In a large bowl or freezer bag, whisks the Thai Peanut Chicken marinade ingredients together. Add chicken and marinate at room temperature for 30 minutes. Meanwhile, chop ingredient for Pineapple Slaw, add to a large bowl and toss to combine. Cover and refrigerate until ready to use. When ready to cook, heat 1 tablespoon olive oil/coconut oil in a large nonstick skillet over medium heat until hot and rippling. Add chicken and marinade and cook until completely cooked through and sauce thickens slightly. Remove from heat and stir in crunchy peanut butter until well combined.
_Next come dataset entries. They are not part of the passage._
//! Path management for the expense tracker
//!
//! ## Path Resolution Order
//!
//! 1. `EXPENSE_TRACKER_DIR` environment variable (if set)
//! 2. The platform data directory for `expense-tracker`
//!    (e.g. `~/.local/share/expense-tracker` on Linux)

use std::path::{Path, PathBuf};

use directories::ProjectDirs;

use crate::error::TrackerError;

/// Environment variable overriding the base directory
pub const DIR_ENV_VAR: &str = "EXPENSE_TRACKER_DIR";

/// Manages all paths used by the expense tracker
#[derive(Debug, Clone)]
pub struct TrackerPaths {
    /// Base directory for all tracker data
    base_dir: PathBuf,
}

impl TrackerPaths {
    /// Resolve the base directory from the environment or platform defaults
    ///
    /// # Errors
    ///
    /// Returns an error if no home directory can be determined.
    pub fn new() -> Result<Self, TrackerError> {
        let base_dir = match std::env::var_os(DIR_ENV_VAR) {
            Some(custom) if !custom.is_empty() => PathBuf::from(custom),
            _ => resolve_default_path()?,
        };

        Ok(Self { base_dir })
    }

    /// Create TrackerPaths with a custom base directory (useful for testing)
    pub fn with_base_dir(base_dir: PathBuf) -> Self {
        Self { base_dir }
    }

    pub fn base_dir(&self) -> &Path {
        &self.base_dir
    }

    /// Get the data directory (`<base>/data/`)
    pub fn data_dir(&self) -> PathBuf {
        self.base_dir.join("data")
    }

    /// Get the path to the settings file
    pub fn settings_file(&self) -> PathBuf {
        self.base_dir.join("config.json")
    }

    /// Get the default path to expenses.json
    pub fn expenses_file(&self) -> PathBuf {
        self.data_dir().join("expenses.json")
    }

    /// Ensure the base and data directories exist
    pub fn ensure_directories(&self) -> Result<(), TrackerError> {
        std::fs::create_dir_all(&self.base_dir)
            .map_err(|e| TrackerError::Io(format!("Failed to create base directory: {}", e)))?;

        std::fs::create_dir_all(self.data_dir())
            .map_err(|e| TrackerError::Io(format!("Failed to create data directory: {}", e)))?;

        Ok(())
    }

    /// Check if settings have been written
    pub fn is_initialized(&self) -> bool {
        self.settings_file().exists()
    }
}

fn resolve_default_path() -> Result<PathBuf, TrackerError> {
    ProjectDirs::from("", "", "expense-tracker")
        .map(|dirs| dirs.data_dir().to_path_buf())
        .ok_or_else(|| TrackerError::Config("Could not determine a home directory".into()))
}
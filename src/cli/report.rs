//! CLI commands for reports
//!
//! Prints the expense summary and optionally exports it.

use std::fs::File;
use std::io::BufWriter;
use std::path::Path;

use chrono::NaiveDateTime;

use crate::error::{TrackerError, TrackerResult};
use crate::reports::SummaryReport;
use crate::storage::ExpenseStore;

/// Handle `summary`
pub fn handle_summary_command(
    store: &ExpenseStore,
    now: NaiveDateTime,
    json: bool,
    output: Option<&Path>,
) -> TrackerResult<()> {
    let report = SummaryReport::generate(store, now)?;

    if json {
        println!("{}", report.to_json()?);
    } else {
        print!("{}", report.format_terminal());
    }

    if let Some(path) = output {
        let file = File::create(path).map_err(|e| {
            TrackerError::Export(format!("Failed to create {}: {}", path.display(), e))
        })?;
        report.export_csv(BufWriter::new(file))?;
        eprintln!("Exported summary to: {}", path.display());
    }

    Ok(())
}
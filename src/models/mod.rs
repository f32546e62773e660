//! Core data models for the expense tracker
//!
//! This module contains the data structures that make up the expense log:
//! amounts, categories, and the records themselves.

pub mod amount;
pub mod category;
pub mod expense;

pub use amount::{Amount, AmountParseError};
pub use category::Category;
pub use expense::{ExpenseRecord, RecordValidationError};
//! Expense categories
//!
//! New records must use one of the five known categories. Names read back
//! from disk that match none of them are kept verbatim as `Unrecognized`
//! so a hand-edited or drifted file still loads and summarizes.

use std::fmt;

use serde::{Deserialize, Deserializer, Serialize, Serializer};

/// Category of an expense
#[derive(Debug, Clone, PartialEq, Eq, Hash)]
pub enum Category {
    Food,
    Transportation,
    Entertainment,
    Utilities,
    Other,
    /// A stored name outside the known set; never accepted for new records
    Unrecognized(String),
}

impl Category {
    /// The known categories, in menu order
    pub const ALL: [Category; 5] = [
        Category::Food,
        Category::Transportation,
        Category::Entertainment,
        Category::Utilities,
        Category::Other,
    ];

    /// Name as written to the backing file
    pub fn as_str(&self) -> &str {
        match self {
            Self::Food => "Food",
            Self::Transportation => "Transportation",
            Self::Entertainment => "Entertainment",
            Self::Utilities => "Utilities",
            Self::Other => "Other",
            Self::Unrecognized(name) => name,
        }
    }

    /// Whether this is one of the five known categories
    pub fn is_known(&self) -> bool {
        !matches!(self, Self::Unrecognized(_))
    }

    /// Map a stored name to a category; unknown names are preserved
    pub fn from_stored(name: &str) -> Self {
        Self::ALL
            .iter()
            .find(|c| c.as_str() == name)
            .cloned()
            .unwrap_or_else(|| Self::Unrecognized(name.to_string()))
    }

    /// Pick a category from the 1-based menu number
    pub fn from_menu_choice(choice: usize) -> Option<Self> {
        let index = choice.checked_sub(1)?;
        Self::ALL.get(index).cloned()
    }

    /// Parse a category from user input
    ///
    /// Accepts a known name (case-insensitive) or a menu number 1-5.
    pub fn parse(s: &str) -> Option<Self> {
        let s = s.trim();
        if let Ok(choice) = s.parse::<usize>() {
            return Self::from_menu_choice(choice);
        }
        Self::ALL
            .iter()
            .find(|c| c.as_str().eq_ignore_ascii_case(s))
            .cloned()
    }
}

impl fmt::Display for Category {
    fn fmt(&self, f: &mut fmt::Formatter<'_>) -> fmt::Result {
        f.pad(self.as_str())
    }
}

impl Serialize for Category {
    fn serialize<S: Serializer>(&self, serializer: S) -> Result<S::Ok, S::Error> {
        serializer.serialize_str(self.as_str())
    }
}

impl<'de> Deserialize<'de> for Category {
    fn deserialize<D: Deserializer<'de>>(deserializer: D) -> Result<Self, D::Error> {
        let name = String::deserialize(deserializer)?;
        Ok(Self::from_stored(&name))
    }
}

#[cfg(test)]
mod tests {
    use super::*;

    #[test]
    fn test_menu_choice() {
        assert_eq!(Category::from_menu_choice(1), Some(Category::Food));
        assert_eq!(Category::from_menu_choice(5), Some(Category::Other));
        assert_eq!(Category::from_menu_choice(0), None);
        assert_eq!(Category::from_menu_choice(6), None);
    }

    #[test]
    fn test_parse() {
        assert_eq!(Category::parse("food"), Some(Category::Food));
        assert_eq!(Category::parse(" Utilities "), Some(Category::Utilities));
        assert_eq!(Category::parse("2"), Some(Category::Transportation));
        assert_eq!(Category::parse("Rent"), None);
        assert_eq!(Category::parse("9"), None);
    }

    #[test]
    fn test_unknown_name_survives_round_trip() {
        let cat: Category = serde_json::from_str("\"Groceries\"").unwrap();
        assert_eq!(cat, Category::Unrecognized("Groceries".into()));
        assert!(!cat.is_known());
        assert_eq!(serde_json::to_string(&cat).unwrap(), "\"Groceries\"");
    }

    #[test]
    fn test_stored_names_are_case_sensitive() {
        assert_eq!(Category::from_stored("Food"), Category::Food);
        assert_eq!(
            Category::from_stored("food"),
            Category::Unrecognized("food".into())
        );
    }
}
To serve, spoon chicken into desired amount of tortillas and top with Pineapple Slaw, chopped peanuts and additional cilantro, lime juice and Asian chili sauce to taste.

Recipe Notes: You can make the Thai Peanut Chicken and Pineapple Slaw ahead of time and store separately in the refrigerator.  When ready to serve, gently reheat chicken in a skillet and drain off any excess juices from the slaw.  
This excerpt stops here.